New Guinea moon by Kate Constable
Allen and Unwin, Sydney, 2013. ISBN 9781743315033.
(Age 13+) Highly recommended. There is a very good reason that Kate Constable was the winner of the CBCA Young Reader award last year: she is a wonderful storyteller. In her latest novel she has crafted a delightful story about a young girl who is finding her way in life, in a country which is also finding its way: both are seeking independence.
Julie is quite literally facing a new chapter in her life. Having been at odds with her mother for some time, is it any wonder that she has been shipped off to spend the summer holidays with her father? However, Julie hasn't seen or heard from her dad since she was 3 years old and he lives in a different country: New Guinea. So Julie is thrown into a new cultural experience on many levels!
This novel explores Julie's situation with credibility, sensitivity and warmth. For Julie is both appalled and fascinated by 1970's New Guinea. She falls in love with the scenery, which is evocatively described by Kate Constable, and she warms to the shy locals. However, Julie finds some of the sights and smells a tad overwhelming and she is dismayed by some of the attitudes displayed by her father's expat friends.

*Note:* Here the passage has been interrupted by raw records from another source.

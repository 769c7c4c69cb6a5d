//! Signing key discovery, fetching, and caching
//!
//! - [`discovery`]: issuer URL to JWKS URI
//! - [`source`]: the [`KeySource`] seam and its HTTP implementation
//! - [`store`]: the caching [`KeyStore`] consulted by the verifier

pub mod discovery;
pub mod source;
pub mod store;

pub use discovery::DiscoveryDocument;
pub use source::{KeySource, RemoteKeySource, SigningKey};
pub use store::KeyStore;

Julie is a credible, warm and intelligent girl. She is sensitive to the nuances of relationships and aware of cultural differences but, realistically, this doesn't mean that she always knows how to deal with difficult situations without causing offence. However, by novel's end, Julie has a clearer path forward: a clearer sense of herself and her relationship with this strange new land.
This is a thoroughly engaging novel; it may be set in an era which is unfamiliar to modern Aussie teens but the political context will not detract from the story's popularity. Indeed, it is explored in such a sensitive and even-handed way that it is more likely to engage readers.